- _Task to carry out_
Print every line below. Match each one exactly.

- _Data listing_
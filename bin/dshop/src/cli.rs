use std::path::PathBuf;

use clap::{Args, Parser, Subcommand};
use tracing::level_filters::LevelFilter;

#[derive(Parser)]
#[command(name = "dshop")]
#[command(
    author,
    version,
    about = "Publish a built shop to IPFS and point its subdomain at it"
)]
pub struct Cli {
    /// The verbosity level.
    #[arg(short, long, global = true, env = "DSHOP_VERBOSITY", default_value_t = LevelFilter::INFO)]
    pub verbosity: LevelFilter,

    #[command(subcommand)]
    pub command: Command,
}

#[derive(Subcommand)]
pub enum Command {
    /// Stage, publish and record one shop deployment.
    Publish(PublishArgs),
    /// List recorded deployments.
    List(ListArgs),
}

#[derive(Debug, Clone, Args)]
pub struct PublishArgs {
    /// The shop's output directory. Must contain the shop's `data` directory.
    #[arg(long, env = "DSHOP_OUTPUT_DIR")]
    pub output_dir: PathBuf,

    /// The pre-built distributable copied into `public`.
    #[arg(long, env = "DSHOP_DIST_DIR")]
    pub dist_dir: PathBuf,

    /// Name of the data directory inside `public`.
    #[arg(long, env = "DSHOP_DATA_DIR_NAME")]
    pub data_dir_name: String,

    /// The network ID (1 = mainnet, 4 = rinkeby, anything else = localhost).
    #[arg(long, env = "DSHOP_NETWORK_ID", default_value_t = 999)]
    pub network_id: u64,

    /// The storage node API URL, e.g. http://localhost:5001.
    #[arg(long, env = "DSHOP_IPFS_API")]
    pub ipfs_api: Option<String>,

    /// Path to the network's TOML configuration.
    #[arg(long, alias = "config", env = "DSHOP_NETWORK_CONFIG")]
    pub network_config: PathBuf,

    /// The shop's subdomain under the network's DNS zone.
    #[arg(long, env = "DSHOP_SUBDOMAIN")]
    pub subdomain: String,

    /// The ID of the shop being deployed.
    #[arg(long, env = "DSHOP_SHOP_ID")]
    pub shop_id: u64,

    /// Deployment store file.
    ///
    /// Defaults to `deployments.json` under the platform data directory.
    #[arg(long, env = "DSHOP_STORE")]
    pub store: Option<PathBuf>,

    /// Executable invoked to apply DNS records.
    #[arg(long, env = "DSHOP_DNS_HOOK")]
    pub dns_hook: Option<PathBuf>,

    /// The ipfs-deploy executable used for remote pinning backends.
    #[arg(long, env = "DSHOP_IPFS_DEPLOY_BIN", default_value = "ipfs-deploy")]
    pub ipfs_deploy_bin: String,
}

#[derive(Debug, Clone, Args)]
pub struct ListArgs {
    /// Deployment store file.
    #[arg(long, env = "DSHOP_STORE")]
    pub store: Option<PathBuf>,

    /// Only show deployments of this shop.
    #[arg(long)]
    pub shop_id: Option<u64>,
}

- _Answer to this exercise_
filename bin/dshop/src/cli.rs
use std::path::PathBuf;

use clap::{Args, Parser, Subcommand};
use tracing::level_filters::LevelFilter;

#[derive(Parser)]
#[command(name = "dshop")]
#[command(
    author,
    version,
    about = "Publish a built shop to IPFS and point its subdomain at it"
)]
pub struct Cli {
    /// The verbosity level.
    #[arg(short, long, global = true, env = "DSHOP_VERBOSITY", default_value_t = LevelFilter::INFO)]
    pub verbosity: LevelFilter,

    #[command(subcommand)]
    pub command: Command,
}

#[derive(Subcommand)]
pub enum Command {
    /// Stage, publish and record one shop deployment.
    Publish(PublishArgs),
    /// List recorded deployments.
    List(ListArgs),
}

#[derive(Debug, Clone, Args)]
pub struct PublishArgs {
    /// The shop's output directory. Must contain the shop's `data` directory.
    #[arg(long, env = "DSHOP_OUTPUT_DIR")]
    pub output_dir: PathBuf,

    /// The pre-built distributable copied into `public`.
    #[arg(long, env = "DSHOP_DIST_DIR")]
    pub dist_dir: PathBuf,

    /// Name of the data directory inside `public`.
    #[arg(long, env = "DSHOP_DATA_DIR_NAME")]
    pub data_dir_name: String,

    /// The network ID (1 = mainnet, 4 = rinkeby, anything else = localhost).
    #[arg(long, env = "DSHOP_NETWORK_ID", default_value_t = 999)]
    pub network_id: u64,

    /// The storage node API URL, e.g. http://localhost:5001.
    #[arg(long, env = "DSHOP_IPFS_API")]
    pub ipfs_api: Option<String>,

    /// Path to the network's TOML configuration.
    #[arg(long, alias = "config", env = "DSHOP_NETWORK_CONFIG")]
    pub network_config: PathBuf,

    /// The shop's subdomain under the network's DNS zone.
    #[arg(long, env = "DSHOP_SUBDOMAIN")]
    pub subdomain: String,

    /// The ID of the shop being deployed.
    #[arg(long, env = "DSHOP_SHOP_ID")]
    pub shop_id: u64,

    /// Deployment store file.
    ///
    /// Defaults to `deployments.json` under the platform data directory.
    #[arg(long, env = "DSHOP_STORE")]
    pub store: Option<PathBuf>,

    /// Executable invoked to apply DNS records.
    #[arg(long, env = "DSHOP_DNS_HOOK")]
    pub dns_hook: Option<PathBuf>,

    /// The ipfs-deploy executable used for remote pinning backends.
    #[arg(long, env = "DSHOP_IPFS_DEPLOY_BIN", default_value = "ipfs-deploy")]
    pub ipfs_deploy_bin: String,
}

#[derive(Debug, Clone, Args)]
pub struct ListArgs {
    /// Deployment store file.
    #[arg(long, env = "DSHOP_STORE")]
    pub store: Option<PathBuf>,

    /// Only show deployments of this shop.
    #[arg(long)]
    pub shop_id: Option<u64>,
}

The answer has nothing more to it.